Nos actions en matière de santé

Nous soutenons deux postes de santé et deux maternités dépendant de ces postes sur la commune de Nguekokh qui compte environ 35000 habitants.

Nous avons participé à la construction de la maternité du poste 2 en 2017.

Depuis deux ans, Teraanga finance l’achat d’un complément de médicaments pour que les postes de santé puissent faire face à un taux de fréquentation plus élevé, en raison de l’hivernage (saison avec beaucoup de pluie et donc beaucoup de moustiques, deux facteurs qui alimentent le paludisme dont certaines formes peuvent être fatales) : le montant de l’aide s’élève à 1200 €.

Les postes de santé ne disposent que du strict nécessaire qui permet de faire face aux soins les plus courants qui seraient pris en charge par la médecine générale en France. Ils sont gérés l’un et l’autre par deux infirmiers. Aucun médecin n’intervient sur la commune. Quand les cas sont plus graves ils sont dirigés vers le Centre de Santé ou l’hôpital de Mbour.

Chaque année des élèves sages-femmes et infirmières de Clermont Ferrand et des élèves assistantes sociales de Moulins effectuent un stage de formation de plusieurs mois dans ces postes de santé. Elles sont accueillies à la Maison du Jumelage de Nguékokh et encadrées pendant leur stage par les deux infirmiers des postes de santé.

La santé reste une question importante pour les populations de Nguekokh et du Sénégal car les moyens déployés sur place sont insuffisants et les pathologies sont parfois graves, comme le paludisme par exemple. Il faut savoir que les soins sont payants et qu’il n’y a que peu, voire parfois pas de matériel ou de médicaments dans les hôpitaux. Les populations sont alors obligées d’acheter ce matériel pour se faire soigner.

Notre soutien est donc important pour ces populations.

Voici comment est organisé le système de santé sur la commune au travers du fonctionnement de ces deux postes.

Statut juridique

Les postes de santé dépendent de la pyramide sanitaire correspondant à:

-l’état via le ministère

-la région

-le district qui correspond au niveau opérationnel. Il y a un centre de santé par district. Un centre de santé regroupe plusieurs postes de santé.

Pour ce qui concerne les postes de santé de Nguekohk, ceux-ci dépendent de la région médicale de Thiès et du district de Mbour. Le district de Mbour regroupe 29 postes de santé et un centre de santé.

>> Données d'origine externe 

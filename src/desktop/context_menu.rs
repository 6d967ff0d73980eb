//! Right-click context menu, anchored at the pointer and clamped so it never
//! overhangs the viewport.

use ratatui::layout::Rect;
use ratatui::style::Style;
use ratatui::widgets::Block;

use crate::apps::AppKind;
use crate::theme;
use crate::ui::UiFrame;

use super::taskbar::rect_contains;

const ENTRIES: &[(&str, Option<AppKind>)] = &[
    ("Open Terminal", Some(AppKind::Terminal)),
    ("Open Browser", Some(AppKind::Browser)),
    ("Open File Explorer", Some(AppKind::FileExplorer)),
    ("Cancel", None),
];

const MENU_WIDTH: u16 = 24;
const MENU_HEIGHT: u16 = ENTRIES.len() as u16 + 2;

#[derive(Debug, Clone, Copy, PartialEq, Eq)]
pub enum ContextMenuHit {
    Open(AppKind),
    Cancel,
    Inside,
    Outside,
}

#[derive(Debug, Clone, Copy)]
pub struct ContextMenu {
    rect: Rect,
}

impl ContextMenu {
    /// Anchor at the pointer, pulled back inside `viewport` when the menu
    /// would spill past the right or bottom edge.
    pub fn anchored(column: u16, row: u16, viewport: Rect) -> Self {
        let width = MENU_WIDTH.min(viewport.width);
        let height = MENU_HEIGHT.min(viewport.height);
        let max_x = viewport.x + viewport.width - width;
        let max_y = viewport.y + viewport.height - height;
        Self {
            rect: Rect {
                x: column.clamp(viewport.x, max_x),
                y: row.clamp(viewport.y, max_y),
                width,
                height,
            },
        }
    }

    pub fn rect(&self) -> Rect {
        self.rect
    }

    pub fn render(&self, frame: &mut UiFrame<'_>) {
        let style = Style::default().bg(theme::menu_bg()).fg(theme::menu_fg());
        frame.fill(self.rect, style);
        frame.render_widget(
            Block::bordered().border_style(Style::default().fg(theme::border_inactive())),
            self.rect,
        );
        for (index, (label, kind)) in ENTRIES.iter().enumerate() {
            let dim = kind.is_none();
            frame.set_string(
                self.rect.x + 2,
                self.rect.y + 1 + index as u16,
                label,
                if dim {
                    style.fg(theme::menu_dim_fg())
                } else {
                    style
                },
            );
        }
    }

    pub fn hit_test(&self, column: u16, row: u16) -> ContextMenuHit {
        if !rect_contains(self.rect, column, row) {
            return ContextMenuHit::Outside;
        }
        let first_entry = self.rect.y + 1;
        if row >= first_entry
            && column > self.rect.x
            && column < self.rect.x + self.rect.width - 1
            && let Some((_, kind)) = ENTRIES.get((row - first_entry) as usize)
        {
            return match kind {
                Some(kind) => ContextMenuHit::Open(*kind),
                None => ContextMenuHit::Cancel,
            };
        }
        ContextMenuHit::Inside
    }
}

#[cfg(test)]
mod tests {
    use super::*;

    const VIEWPORT: Rect = Rect {
        x: 0,
        y: 0,
        width: 80,
        height: 24,
    };

    #[test]
    fn anchors_at_pointer_when_room() {
        let menu = ContextMenu::anchored(10, 5, VIEWPORT);
        assert_eq!((menu.rect().x, menu.rect().y), (10, 5));
    }

    #[test]
    fn clamps_near_bottom_right_corner() {
        let menu = ContextMenu::anchored(79, 23, VIEWPORT);
        let rect = menu.rect();
        assert!(rect.x + rect.width <= 80);
        assert!(rect.y + rect.height <= 24);
    }

    #[test]
    fn entries_resolve_to_app_kinds() {
        let menu = ContextMenu::anchored(0, 0, VIEWPORT);
        let rect = menu.rect();
        assert_eq!(
            menu.hit_test(rect.x + 2, rect.y + 1),
            ContextMenuHit::Open(AppKind::Terminal)
        );
        assert_eq!(
            menu.hit_test(rect.x + 2, rect.y + 4),
            ContextMenuHit::Cancel
        );
        assert_eq!(menu.hit_test(70, 20), ContextMenuHit::Outside);
    }
}
use std::fs::File;
use std::path::PathBuf;
use std::sync::Mutex;

use tracing::Level;

use crate::error::ShellError;

/// Environment variable naming the log file.
pub const LOG_PATH_ENV: &str = "DECOY_OS_LOG";

/// Initialize tracing if `DECOY_OS_LOG` names a writable path.
///
/// A full-screen TUI owns stdout and stderr, so logs go to a file or nowhere.
/// Safe to call multiple times; only the first subscriber wins.
pub fn init_default() {
    if let Ok(path) = std::env::var(LOG_PATH_ENV) {
        let _ = init_to_file(PathBuf::from(path));
    }
}

pub fn init_to_file(path: PathBuf) -> Result<(), ShellError> {
    let file = File::create(&path).map_err(|source| ShellError::LogFile {
        path: path.clone(),
        source,
    })?;
    let _ = tracing_subscriber::fmt()
        .with_max_level(Level::DEBUG)
        .with_writer(Mutex::new(file))
        .with_ansi(false)
        .with_target(false)
        .try_init();
    Ok(())
}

Les postes de santé sont sectorisés. Pour le poste 1, le secteur géographique correspond à la gauche de la route nationale de Gandigal à Bandia.

Personnels (du poste 1)

-un infirmier d’état son niveau d’étude correspond à la 5ieme année de médecine en France. Il joue donc le rôle de médecin.

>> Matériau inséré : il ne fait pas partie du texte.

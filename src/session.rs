//! Screen sequencing: boot splash → login → desktop.
//!
//! The desktop (and with it the window registry) is created when the login
//! succeeds and dropped with the session; nothing survives across runs.

use std::time::{SystemTime, UNIX_EPOCH};

use crossterm::event::{Event, KeyCode, KeyModifiers};

use crate::apps::AppKind;
use crate::boot::BootScreen;
use crate::desktop::Desktop;
use crate::login::LoginScreen;
use crate::ui::UiFrame;

#[derive(Debug, Clone, Default)]
pub struct SessionOptions {
    /// Jump straight to the desktop (demo/debug convenience).
    pub skip_boot: bool,
    /// Applications to open once the desktop mounts.
    pub open: Vec<AppKind>,
}

enum Screen {
    Boot(BootScreen),
    Login(LoginScreen),
    Desktop(Desktop),
}

pub struct Session {
    screen: Screen,
    options: SessionOptions,
    quit: bool,
}

impl Session {
    pub fn new(options: SessionOptions) -> Self {
        let mut session = Self {
            screen: Screen::Boot(BootScreen::new()),
            options,
            quit: false,
        };
        if session.options.skip_boot {
            session.mount_desktop();
        }
        session
    }

    pub fn should_quit(&self) -> bool {
        self.quit
    }

    fn mount_desktop(&mut self) {
        let mut desktop = Desktop::new();
        for kind in &self.options.open {
            desktop.open_app(*kind);
        }
        tracing::info!("desktop mounted");
        self.screen = Screen::Desktop(desktop);
    }

    pub fn handle_event(&mut self, event: &Event) {
        if let Event::Key(key) = event
            && key.code == KeyCode::Char('q')
            && key.modifiers.contains(KeyModifiers::CONTROL)
        {
            self.quit = true;
            return;
        }
        match &mut self.screen {
            Screen::Boot(boot) => {
                boot.handle_event(event);
                if boot.finished() {
                    self.screen = Screen::Login(LoginScreen::new());
                }
            }
            Screen::Login(login) => {
                login.handle_event(event);
                if login.unlocked() {
                    self.mount_desktop();
                }
            }
            Screen::Desktop(desktop) => {
                desktop.handle_event(event);
            }
        }
    }

    pub fn tick(&mut self) {
        match &mut self.screen {
            Screen::Boot(boot) => {
                boot.tick();
                if boot.finished() {
                    self.screen = Screen::Login(LoginScreen::new());
                }
            }
            Screen::Login(_) => {}
            Screen::Desktop(desktop) => desktop.tick(),
        }
    }

    pub fn render(&mut self, frame: &mut UiFrame<'_>) {
        let area = frame.area();
        match &mut self.screen {
            Screen::Boot(boot) => boot.render(frame, area),
            Screen::Login(login) => login.render(frame, area),
            Screen::Desktop(desktop) => {
                let clock = clock_hhmm();
                desktop.render(frame, area, &clock);
            }
        }
    }

    /// Test/tooling access to the mounted desktop, if any.
    pub fn desktop(&self) -> Option<&Desktop> {
        match &self.screen {
            Screen::Desktop(desktop) => Some(desktop),
            _ => None,
        }
    }
}

/// Wall-clock HH:MM (UTC). The taskbar clock is decoration; time-zone
/// handling is not worth a dependency here.
fn clock_hhmm() -> String {
    let secs = SystemTime::now()
        .duration_since(UNIX_EPOCH)
        .map(|d| d.as_secs())
        .unwrap_or(0);
    let minutes = (secs / 60) % (24 * 60);
    format!("{:02}:{:02}", minutes / 60, minutes % 60)
}

#[cfg(test)]
mod tests {
    use super::*;
    use crossterm::event::{KeyEvent, KeyEventKind};

    #[test]
    fn skip_boot_mounts_desktop_with_requested_apps() {
        let session = Session::new(SessionOptions {
            skip_boot: true,
            open: vec![AppKind::Terminal, AppKind::Notes],
        });
        let desktop = session.desktop().expect("desktop should be mounted");
        assert_eq!(desktop.registry().windows().len(), 2);
    }

    #[test]
    fn ctrl_q_quits_from_any_screen() {
        let mut session = Session::new(SessionOptions::default());
        let mut quit_key = KeyEvent::new(KeyCode::Char('q'), KeyModifiers::CONTROL);
        quit_key.kind = KeyEventKind::Press;
        session.handle_event(&Event::Key(quit_key));
        assert!(session.should_quit());
    }

    #[test]
    fn boot_leads_to_login_which_leads_to_desktop() {
        let mut session = Session::new(SessionOptions::default());
        // run the boot script out
        for _ in 0..200 {
            session.tick();
        }
        assert!(matches!(session.screen, Screen::Login(_)));
        for c in "toor".chars() {
            session.handle_event(&Event::Key(KeyEvent::new(
                KeyCode::Char(c),
                KeyModifiers::NONE,
            )));
        }
        session.handle_event(&Event::Key(KeyEvent::new(KeyCode::Enter, KeyModifiers::NONE)));
        assert!(session.desktop().is_some());
    }
}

-une assistante infirmière qui correspond à une infirmière en France

-un aide infirmier (équivalent d’un aide-soigant)

-un agent communautaire (aide soignant formé sur le tas)

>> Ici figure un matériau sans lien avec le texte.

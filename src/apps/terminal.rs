//! Simulated shell. Commands are canned; `hack` kicks off the scripted
//! breach sequence by asking the desktop for a SYSTEM BREACH window.

use crossterm::event::{Event, KeyCode, KeyEventKind};
use indoc::indoc;
use ratatui::layout::Rect;
use ratatui::style::{Modifier, Style};
use ratatui::text::{Line, Span};
use ratatui::widgets::Paragraph;

use crate::theme;
use crate::ui::UiFrame;

use super::{AppContent, AppKind, AppRequest, ContentContext};

const HELP: &str = indoc! {"
    available commands:
      help        show this text
      whoami      current user
      uname       kernel banner
      ls          list home directory
      cat <file>  print a file
      ifconfig    interface summary
      clear       wipe scrollback
      hack        run the breach demo
"};

const MOTD: &str = indoc! {"
    decoy-os 1.0 — all tooling on this machine is simulated
    type 'help' to get started
"};

pub struct TerminalApp {
    scrollback: Vec<Line<'static>>,
    input: String,
    host: String,
    requests: Vec<AppRequest>,
}

impl TerminalApp {
    pub fn new() -> Self {
        let host = hostname::get()
            .ok()
            .and_then(|h| h.into_string().ok())
            .unwrap_or_else(|| "decoy".to_string());
        let mut app = Self {
            scrollback: Vec::new(),
            input: String::new(),
            host,
            requests: Vec::new(),
        };
        for line in MOTD.lines() {
            app.push_dim(line.to_string());
        }
        app
    }

    fn prompt(&self) -> String {
        format!("operator@{}:~$ ", self.host)
    }

    fn push_plain(&mut self, text: String) {
        self.scrollback.push(Line::raw(text));
    }

    fn push_dim(&mut self, text: String) {
        self.scrollback.push(Line::styled(
            text,
            Style::default().fg(theme::menu_dim_fg()),
        ));
    }

    fn push_accent(&mut self, text: String) {
        self.scrollback
            .push(Line::styled(text, Style::default().fg(theme::accent())));
    }

    fn submit(&mut self) {
        let input = std::mem::take(&mut self.input);
        let echo = format!("{}{}", self.prompt(), input);
        self.push_accent(echo);
        let words = match shell_words::split(&input) {
            Ok(words) => words,
            Err(err) => {
                self.push_plain(format!("parse error: {err}"));
                return;
            }
        };
        let Some(command) = words.first() else {
            return;
        };
        match command.as_str() {
            "help" => {
                for line in HELP.lines() {
                    self.push_plain(line.to_string());
                }
            }
            "whoami" => self.push_plain("operator".to_string()),
            "uname" => self.push_plain("decoy-os 1.0 x86_64 (simulated)".to_string()),
            "ls" => {
                self.push_plain("documents  exploits  loot  notes.md  scan-results".to_string());
            }
            "cat" => match words.get(1).map(String::as_str) {
                Some("notes.md") => {
                    self.push_plain("# notes".to_string());
                    self.push_plain("everything here is staged demo data.".to_string());
                }
                Some(name) => self.push_plain(format!("cat: {name}: permission denied")),
                None => self.push_plain("usage: cat <file>".to_string()),
            },
            "ifconfig" => {
                self.push_plain("eth0: inet 10.0.2.15  netmask 255.255.255.0".to_string());
                self.push_plain("lo:   inet 127.0.0.1  netmask 255.0.0.0".to_string());
            }
            "clear" => self.scrollback.clear(),
            "hack" => {
                self.push_plain("initializing breach toolkit...".to_string());
                self.push_plain("target acquired, opening extraction console".to_string());
                self.requests.push(AppRequest::OpenWindow(AppKind::Breach));
            }
            other => self.push_plain(format!("{other}: command not found")),
        }
    }
}

impl Default for TerminalApp {
    fn default() -> Self {
        Self::new()
    }
}

impl AppContent for TerminalApp {
    fn render(&mut self, frame: &mut UiFrame<'_>, area: Rect, ctx: &ContentContext) {
        if area.height == 0 {
            return;
        }
        let visible = area.height.saturating_sub(1) as usize;
        let start = self.scrollback.len().saturating_sub(visible);
        let mut lines: Vec<Line> = self.scrollback[start..].to_vec();
        let cursor = if ctx.focused() { "█" } else { "" };
        lines.push(Line::from(vec![
            Span::styled(
                self.prompt(),
                Style::default()
                    .fg(theme::accent())
                    .add_modifier(Modifier::BOLD),
            ),
            Span::raw(self.input.clone()),
            Span::styled(cursor, Style::default().fg(theme::accent())),
        ]));
        frame.render_widget(Paragraph::new(lines), area);
    }

    fn handle_event(&mut self, event: &Event, _ctx: &ContentContext) -> bool {
        let Event::Key(key) = event else {
            return false;
        };
        if key.kind != KeyEventKind::Press {
            return false;
        }
        match key.code {
            KeyCode::Char(c) => {
                self.input.push(c);
                true
            }
            KeyCode::Backspace => {
                self.input.pop();
                true
            }
            KeyCode::Enter => {
                self.submit();
                true
            }
            _ => false,
        }
    }

    fn take_requests(&mut self) -> Vec<AppRequest> {
        std::mem::take(&mut self.requests)
    }
}

#[cfg(test)]
mod tests {
    use super::*;
    use crossterm::event::{KeyEvent, KeyModifiers};

    fn type_line(app: &mut TerminalApp, text: &str) {
        let ctx = ContentContext::new(true);
        for c in text.chars() {
            app.handle_event(
                &Event::Key(KeyEvent::new(KeyCode::Char(c), KeyModifiers::NONE)),
                &ctx,
            );
        }
        app.handle_event(
            &Event::Key(KeyEvent::new(KeyCode::Enter, KeyModifiers::NONE)),
            &ctx,
        );
    }

    #[test]
    fn hack_requests_a_breach_window() {
        let mut app = TerminalApp::new();
        type_line(&mut app, "hack");
        assert_eq!(
            app.take_requests(),
            vec![AppRequest::OpenWindow(AppKind::Breach)]
        );
        // drained
        assert!(app.take_requests().is_empty());
    }

    #[test]
    fn unknown_command_reports_not_found() {
        let mut app = TerminalApp::new();
        type_line(&mut app, "metasploit");
        let last = app.scrollback.last().unwrap();
        assert!(format!("{last:?}").contains("command not found"));
    }

    #[test]
    fn clear_wipes_scrollback() {
        let mut app = TerminalApp::new();
        type_line(&mut app, "ls");
        type_line(&mut app, "clear");
        assert!(app.scrollback.is_empty());
    }
}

-un dépositaire (pharmacien)

-deux sages-femmes

-trois matronnes

-une technicienne de surface

Financement

-L’Etat donne un fond de dotation redistribué par la mairie sous forme de médicaments et d’un appui carburant. Le matériel n’est pas fourni dans la dotation. C’est le comité de développement sanitaire qui recherche d’autres fonds pour en acheter.

-La commune pourrait augmenter ce fond mais elle ne le fait jamais.

-La participation communautaire (le prix payé par la population pour les consultations).

500 francs cfa la consultation. Gratuité pour les 0/5ans

-Le comité de gestion présidé par le maire.

Aucune subvention allouée.

-Le comité de développement sanitaire qui recherche des partenaires

Composé d’un secrétaire exécutif et d’un trésorier, il se réunit tous les mois.

 

Il est à noter que chaque commune propose une mutuelle, mais beaucoup de familles n'en profitent pas.

C’est l’état qui prend 50 pour cent de la cotisation en charge.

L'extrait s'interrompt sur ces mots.